··· Task data

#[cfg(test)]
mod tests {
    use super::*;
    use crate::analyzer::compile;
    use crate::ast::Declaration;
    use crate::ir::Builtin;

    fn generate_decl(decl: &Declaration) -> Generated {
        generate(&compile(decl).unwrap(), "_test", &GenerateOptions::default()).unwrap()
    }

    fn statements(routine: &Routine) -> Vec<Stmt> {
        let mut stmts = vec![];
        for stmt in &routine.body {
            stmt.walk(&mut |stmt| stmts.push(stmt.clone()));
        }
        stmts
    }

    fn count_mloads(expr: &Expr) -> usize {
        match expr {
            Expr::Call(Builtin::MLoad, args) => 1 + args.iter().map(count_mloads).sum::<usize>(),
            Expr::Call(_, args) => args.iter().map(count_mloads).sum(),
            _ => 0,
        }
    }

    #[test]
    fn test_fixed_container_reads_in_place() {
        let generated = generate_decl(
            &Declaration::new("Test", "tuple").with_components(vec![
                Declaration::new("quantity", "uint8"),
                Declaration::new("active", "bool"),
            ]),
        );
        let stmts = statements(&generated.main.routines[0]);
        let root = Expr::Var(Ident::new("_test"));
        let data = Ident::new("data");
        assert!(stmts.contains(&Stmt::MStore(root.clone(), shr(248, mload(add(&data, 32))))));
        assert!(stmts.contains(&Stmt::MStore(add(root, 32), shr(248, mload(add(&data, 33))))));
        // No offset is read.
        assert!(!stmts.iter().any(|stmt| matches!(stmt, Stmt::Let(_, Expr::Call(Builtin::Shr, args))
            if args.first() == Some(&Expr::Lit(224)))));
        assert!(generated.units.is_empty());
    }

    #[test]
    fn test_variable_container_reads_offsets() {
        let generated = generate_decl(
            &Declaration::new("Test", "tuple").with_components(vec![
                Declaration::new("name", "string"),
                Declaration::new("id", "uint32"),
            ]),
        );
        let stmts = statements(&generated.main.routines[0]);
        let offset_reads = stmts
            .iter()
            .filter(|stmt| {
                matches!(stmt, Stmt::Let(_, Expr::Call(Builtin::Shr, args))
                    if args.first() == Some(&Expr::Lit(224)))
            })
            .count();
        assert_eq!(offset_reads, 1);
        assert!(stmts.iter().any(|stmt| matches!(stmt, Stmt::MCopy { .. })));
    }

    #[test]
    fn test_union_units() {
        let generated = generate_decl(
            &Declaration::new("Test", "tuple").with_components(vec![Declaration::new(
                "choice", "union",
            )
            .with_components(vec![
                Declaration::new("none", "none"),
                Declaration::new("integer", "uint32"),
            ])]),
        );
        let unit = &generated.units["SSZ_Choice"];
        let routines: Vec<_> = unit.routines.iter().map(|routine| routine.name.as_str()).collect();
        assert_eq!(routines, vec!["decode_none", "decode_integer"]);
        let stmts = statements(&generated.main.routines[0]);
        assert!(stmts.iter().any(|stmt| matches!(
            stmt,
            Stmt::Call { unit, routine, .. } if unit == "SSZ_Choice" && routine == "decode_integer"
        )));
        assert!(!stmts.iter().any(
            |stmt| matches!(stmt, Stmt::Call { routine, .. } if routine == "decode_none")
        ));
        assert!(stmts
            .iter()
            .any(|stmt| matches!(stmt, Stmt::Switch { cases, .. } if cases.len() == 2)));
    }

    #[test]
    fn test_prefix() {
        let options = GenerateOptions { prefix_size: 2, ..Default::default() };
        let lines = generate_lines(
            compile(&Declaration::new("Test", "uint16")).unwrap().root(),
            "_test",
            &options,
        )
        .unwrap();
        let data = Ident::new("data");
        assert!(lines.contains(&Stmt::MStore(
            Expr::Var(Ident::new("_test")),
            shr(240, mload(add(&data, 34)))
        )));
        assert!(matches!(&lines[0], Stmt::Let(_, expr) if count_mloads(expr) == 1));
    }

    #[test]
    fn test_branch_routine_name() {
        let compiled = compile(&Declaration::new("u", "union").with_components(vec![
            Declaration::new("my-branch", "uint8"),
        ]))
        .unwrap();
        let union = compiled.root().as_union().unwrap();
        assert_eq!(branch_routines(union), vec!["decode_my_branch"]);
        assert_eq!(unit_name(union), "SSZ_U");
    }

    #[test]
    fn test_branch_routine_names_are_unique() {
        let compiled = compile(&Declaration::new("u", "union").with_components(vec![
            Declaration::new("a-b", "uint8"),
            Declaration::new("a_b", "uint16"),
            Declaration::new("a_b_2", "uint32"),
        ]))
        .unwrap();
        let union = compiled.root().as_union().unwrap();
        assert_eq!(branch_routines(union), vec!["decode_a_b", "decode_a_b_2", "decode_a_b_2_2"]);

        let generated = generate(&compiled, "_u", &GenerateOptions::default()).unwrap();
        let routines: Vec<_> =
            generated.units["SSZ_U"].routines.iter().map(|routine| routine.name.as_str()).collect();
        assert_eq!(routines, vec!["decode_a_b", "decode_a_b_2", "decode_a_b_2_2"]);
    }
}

······
··· Task data

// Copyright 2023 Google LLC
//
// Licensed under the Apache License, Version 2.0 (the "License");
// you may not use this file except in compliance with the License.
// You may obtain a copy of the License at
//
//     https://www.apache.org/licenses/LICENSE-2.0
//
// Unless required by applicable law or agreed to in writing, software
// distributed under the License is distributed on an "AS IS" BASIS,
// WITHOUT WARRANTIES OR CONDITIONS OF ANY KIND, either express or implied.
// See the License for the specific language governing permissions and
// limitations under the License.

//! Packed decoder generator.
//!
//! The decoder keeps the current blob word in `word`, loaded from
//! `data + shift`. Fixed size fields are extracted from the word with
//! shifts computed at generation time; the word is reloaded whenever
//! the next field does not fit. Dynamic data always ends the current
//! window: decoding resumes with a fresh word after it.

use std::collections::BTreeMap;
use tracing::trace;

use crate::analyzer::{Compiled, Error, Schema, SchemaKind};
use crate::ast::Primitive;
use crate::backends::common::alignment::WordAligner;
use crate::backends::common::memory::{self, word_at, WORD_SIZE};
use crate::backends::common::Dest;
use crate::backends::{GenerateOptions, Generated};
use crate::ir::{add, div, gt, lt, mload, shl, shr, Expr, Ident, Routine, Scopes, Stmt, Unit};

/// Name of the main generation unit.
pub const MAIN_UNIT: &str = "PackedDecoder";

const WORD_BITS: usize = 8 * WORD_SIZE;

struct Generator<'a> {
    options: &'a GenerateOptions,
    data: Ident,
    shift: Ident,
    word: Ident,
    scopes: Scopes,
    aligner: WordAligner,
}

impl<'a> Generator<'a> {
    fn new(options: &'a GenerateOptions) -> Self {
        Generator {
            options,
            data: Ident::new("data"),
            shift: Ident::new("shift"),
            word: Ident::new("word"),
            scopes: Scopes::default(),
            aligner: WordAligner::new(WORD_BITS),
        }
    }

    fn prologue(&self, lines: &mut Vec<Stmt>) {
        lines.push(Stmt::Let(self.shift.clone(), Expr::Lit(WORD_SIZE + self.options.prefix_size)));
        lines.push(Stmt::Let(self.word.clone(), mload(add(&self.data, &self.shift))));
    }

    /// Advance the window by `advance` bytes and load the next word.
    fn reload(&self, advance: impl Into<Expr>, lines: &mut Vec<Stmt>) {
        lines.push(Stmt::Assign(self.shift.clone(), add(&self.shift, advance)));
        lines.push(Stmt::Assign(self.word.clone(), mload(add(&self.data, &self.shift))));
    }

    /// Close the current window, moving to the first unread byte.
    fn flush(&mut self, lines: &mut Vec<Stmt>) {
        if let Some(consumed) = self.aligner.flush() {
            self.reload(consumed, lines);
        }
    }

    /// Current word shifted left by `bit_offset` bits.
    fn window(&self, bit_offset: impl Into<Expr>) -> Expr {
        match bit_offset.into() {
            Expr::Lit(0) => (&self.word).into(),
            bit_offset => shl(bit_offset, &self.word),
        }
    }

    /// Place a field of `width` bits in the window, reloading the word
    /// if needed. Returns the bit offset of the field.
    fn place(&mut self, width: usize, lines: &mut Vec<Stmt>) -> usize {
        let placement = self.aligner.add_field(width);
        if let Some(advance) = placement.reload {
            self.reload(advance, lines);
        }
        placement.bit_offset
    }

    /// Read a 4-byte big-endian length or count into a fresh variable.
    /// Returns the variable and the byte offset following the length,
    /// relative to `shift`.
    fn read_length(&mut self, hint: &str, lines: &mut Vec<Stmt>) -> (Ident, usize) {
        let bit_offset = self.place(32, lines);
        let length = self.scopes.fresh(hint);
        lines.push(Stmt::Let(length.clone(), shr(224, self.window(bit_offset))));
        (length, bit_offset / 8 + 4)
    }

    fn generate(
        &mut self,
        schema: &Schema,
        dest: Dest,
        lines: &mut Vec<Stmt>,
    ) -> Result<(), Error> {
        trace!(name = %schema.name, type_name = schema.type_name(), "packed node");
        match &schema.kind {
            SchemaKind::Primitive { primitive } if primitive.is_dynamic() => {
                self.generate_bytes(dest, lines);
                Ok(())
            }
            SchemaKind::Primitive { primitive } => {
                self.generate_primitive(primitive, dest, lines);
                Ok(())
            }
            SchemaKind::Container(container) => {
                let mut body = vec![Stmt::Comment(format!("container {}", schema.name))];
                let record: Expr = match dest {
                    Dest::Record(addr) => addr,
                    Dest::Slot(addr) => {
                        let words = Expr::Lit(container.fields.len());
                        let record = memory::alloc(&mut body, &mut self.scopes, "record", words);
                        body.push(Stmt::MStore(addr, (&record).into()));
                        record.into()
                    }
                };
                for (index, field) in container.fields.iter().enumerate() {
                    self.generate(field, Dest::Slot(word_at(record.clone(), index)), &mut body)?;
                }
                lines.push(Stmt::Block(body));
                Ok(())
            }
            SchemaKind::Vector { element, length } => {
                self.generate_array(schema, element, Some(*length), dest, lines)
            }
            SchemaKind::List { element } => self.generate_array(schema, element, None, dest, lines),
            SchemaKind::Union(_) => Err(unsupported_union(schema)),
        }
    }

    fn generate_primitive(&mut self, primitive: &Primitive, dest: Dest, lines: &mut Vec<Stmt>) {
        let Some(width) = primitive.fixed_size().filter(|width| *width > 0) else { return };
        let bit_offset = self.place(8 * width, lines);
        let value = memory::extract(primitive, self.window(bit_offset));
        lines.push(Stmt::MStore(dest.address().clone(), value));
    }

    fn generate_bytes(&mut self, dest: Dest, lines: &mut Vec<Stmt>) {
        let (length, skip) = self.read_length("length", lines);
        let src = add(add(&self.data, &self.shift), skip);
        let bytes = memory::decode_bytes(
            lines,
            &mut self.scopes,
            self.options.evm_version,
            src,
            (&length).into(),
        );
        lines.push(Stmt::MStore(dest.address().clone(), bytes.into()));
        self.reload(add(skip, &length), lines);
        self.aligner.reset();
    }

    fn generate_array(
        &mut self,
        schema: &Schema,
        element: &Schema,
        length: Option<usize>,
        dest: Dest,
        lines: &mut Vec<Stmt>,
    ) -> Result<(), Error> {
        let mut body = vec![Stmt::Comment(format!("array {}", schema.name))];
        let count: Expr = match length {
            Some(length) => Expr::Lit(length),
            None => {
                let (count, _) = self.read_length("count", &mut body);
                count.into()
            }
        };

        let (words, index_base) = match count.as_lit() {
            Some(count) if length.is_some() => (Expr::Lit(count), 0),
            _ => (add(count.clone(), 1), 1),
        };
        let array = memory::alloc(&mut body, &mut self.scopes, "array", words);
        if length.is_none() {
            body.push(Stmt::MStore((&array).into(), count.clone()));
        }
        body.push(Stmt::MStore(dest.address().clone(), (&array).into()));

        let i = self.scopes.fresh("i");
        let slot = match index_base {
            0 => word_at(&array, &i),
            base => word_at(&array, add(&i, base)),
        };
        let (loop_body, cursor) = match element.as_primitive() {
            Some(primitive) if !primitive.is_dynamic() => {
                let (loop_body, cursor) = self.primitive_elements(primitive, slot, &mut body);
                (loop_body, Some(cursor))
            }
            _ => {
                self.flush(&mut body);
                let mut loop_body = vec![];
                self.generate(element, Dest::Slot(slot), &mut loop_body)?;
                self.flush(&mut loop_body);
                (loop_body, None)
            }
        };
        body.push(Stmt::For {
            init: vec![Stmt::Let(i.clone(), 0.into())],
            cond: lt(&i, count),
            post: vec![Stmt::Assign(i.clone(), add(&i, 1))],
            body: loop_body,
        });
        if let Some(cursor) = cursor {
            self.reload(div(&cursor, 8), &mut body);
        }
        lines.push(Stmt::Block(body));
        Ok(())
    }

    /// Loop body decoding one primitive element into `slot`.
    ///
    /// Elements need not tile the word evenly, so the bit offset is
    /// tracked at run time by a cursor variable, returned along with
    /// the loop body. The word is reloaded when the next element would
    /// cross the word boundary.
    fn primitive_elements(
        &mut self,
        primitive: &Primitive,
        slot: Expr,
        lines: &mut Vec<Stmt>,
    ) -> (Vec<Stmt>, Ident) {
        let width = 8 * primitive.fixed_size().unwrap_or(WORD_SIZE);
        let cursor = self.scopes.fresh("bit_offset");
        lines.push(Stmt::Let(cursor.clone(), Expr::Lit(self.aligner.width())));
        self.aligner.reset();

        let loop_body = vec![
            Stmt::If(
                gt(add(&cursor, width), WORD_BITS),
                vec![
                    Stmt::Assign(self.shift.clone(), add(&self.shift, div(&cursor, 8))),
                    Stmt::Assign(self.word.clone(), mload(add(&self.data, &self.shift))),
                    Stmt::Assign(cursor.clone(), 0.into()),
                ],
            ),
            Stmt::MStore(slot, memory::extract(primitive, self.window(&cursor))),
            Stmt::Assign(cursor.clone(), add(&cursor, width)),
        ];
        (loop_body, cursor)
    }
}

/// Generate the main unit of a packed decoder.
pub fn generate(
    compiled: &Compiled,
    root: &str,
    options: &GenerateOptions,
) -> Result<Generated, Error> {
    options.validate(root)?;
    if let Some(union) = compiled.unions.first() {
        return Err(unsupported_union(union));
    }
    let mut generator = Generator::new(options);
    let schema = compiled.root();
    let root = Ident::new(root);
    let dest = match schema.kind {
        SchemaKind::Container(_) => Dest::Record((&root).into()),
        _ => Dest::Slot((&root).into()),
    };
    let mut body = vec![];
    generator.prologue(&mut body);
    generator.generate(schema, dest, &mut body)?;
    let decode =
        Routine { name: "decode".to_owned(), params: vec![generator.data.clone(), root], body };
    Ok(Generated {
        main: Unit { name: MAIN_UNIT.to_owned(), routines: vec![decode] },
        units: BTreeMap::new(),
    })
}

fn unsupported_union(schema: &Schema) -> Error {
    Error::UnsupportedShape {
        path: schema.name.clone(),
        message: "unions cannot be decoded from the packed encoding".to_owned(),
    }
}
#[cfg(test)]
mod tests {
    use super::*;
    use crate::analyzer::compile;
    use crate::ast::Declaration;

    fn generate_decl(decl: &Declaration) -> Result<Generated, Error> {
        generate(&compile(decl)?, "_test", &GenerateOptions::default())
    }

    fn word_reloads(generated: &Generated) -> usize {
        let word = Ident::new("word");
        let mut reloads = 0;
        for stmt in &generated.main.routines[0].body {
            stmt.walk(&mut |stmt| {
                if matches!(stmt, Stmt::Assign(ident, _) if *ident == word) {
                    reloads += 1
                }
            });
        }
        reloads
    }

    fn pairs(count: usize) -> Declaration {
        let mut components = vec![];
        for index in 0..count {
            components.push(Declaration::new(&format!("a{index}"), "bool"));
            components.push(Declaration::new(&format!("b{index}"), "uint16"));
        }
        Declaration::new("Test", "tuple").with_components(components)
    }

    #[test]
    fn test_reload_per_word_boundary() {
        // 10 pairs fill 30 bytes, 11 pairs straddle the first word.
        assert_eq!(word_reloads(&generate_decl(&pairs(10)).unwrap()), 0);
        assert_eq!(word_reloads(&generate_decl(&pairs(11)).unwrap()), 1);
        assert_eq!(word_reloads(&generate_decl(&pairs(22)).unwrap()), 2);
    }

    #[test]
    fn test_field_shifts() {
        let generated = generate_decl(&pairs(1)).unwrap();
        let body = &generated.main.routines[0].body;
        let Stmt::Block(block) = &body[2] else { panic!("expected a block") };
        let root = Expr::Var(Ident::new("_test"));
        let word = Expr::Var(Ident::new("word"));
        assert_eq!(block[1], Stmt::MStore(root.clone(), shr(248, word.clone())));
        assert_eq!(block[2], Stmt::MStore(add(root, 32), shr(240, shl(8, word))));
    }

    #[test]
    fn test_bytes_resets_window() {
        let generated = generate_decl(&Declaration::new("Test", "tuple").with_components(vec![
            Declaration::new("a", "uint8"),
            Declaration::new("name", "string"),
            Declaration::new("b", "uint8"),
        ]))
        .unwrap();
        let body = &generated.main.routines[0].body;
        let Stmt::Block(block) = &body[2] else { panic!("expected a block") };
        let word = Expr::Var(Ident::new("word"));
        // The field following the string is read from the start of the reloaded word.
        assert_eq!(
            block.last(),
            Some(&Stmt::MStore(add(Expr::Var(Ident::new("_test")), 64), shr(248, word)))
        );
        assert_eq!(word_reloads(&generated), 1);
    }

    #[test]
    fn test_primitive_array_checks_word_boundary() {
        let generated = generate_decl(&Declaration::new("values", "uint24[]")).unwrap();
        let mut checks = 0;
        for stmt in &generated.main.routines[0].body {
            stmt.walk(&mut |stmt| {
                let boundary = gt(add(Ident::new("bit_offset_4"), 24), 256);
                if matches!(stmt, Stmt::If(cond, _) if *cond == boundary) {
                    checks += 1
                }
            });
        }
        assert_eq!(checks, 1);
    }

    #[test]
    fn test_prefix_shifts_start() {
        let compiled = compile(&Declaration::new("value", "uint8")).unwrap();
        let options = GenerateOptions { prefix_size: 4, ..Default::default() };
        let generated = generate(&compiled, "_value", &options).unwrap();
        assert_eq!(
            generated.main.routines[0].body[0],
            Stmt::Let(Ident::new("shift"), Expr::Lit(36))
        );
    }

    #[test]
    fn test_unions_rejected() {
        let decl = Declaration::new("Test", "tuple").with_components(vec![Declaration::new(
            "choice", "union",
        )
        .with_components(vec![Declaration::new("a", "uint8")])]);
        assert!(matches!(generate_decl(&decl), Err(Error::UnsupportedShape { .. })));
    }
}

······

* Exercise prompt *
Wherever the string "trace" appears in a line of the records above, copy that line.

* Output of the exercise *
use tracing::trace;
        trace!(name = %schema.name, type_name = schema.type_name(), "packed node");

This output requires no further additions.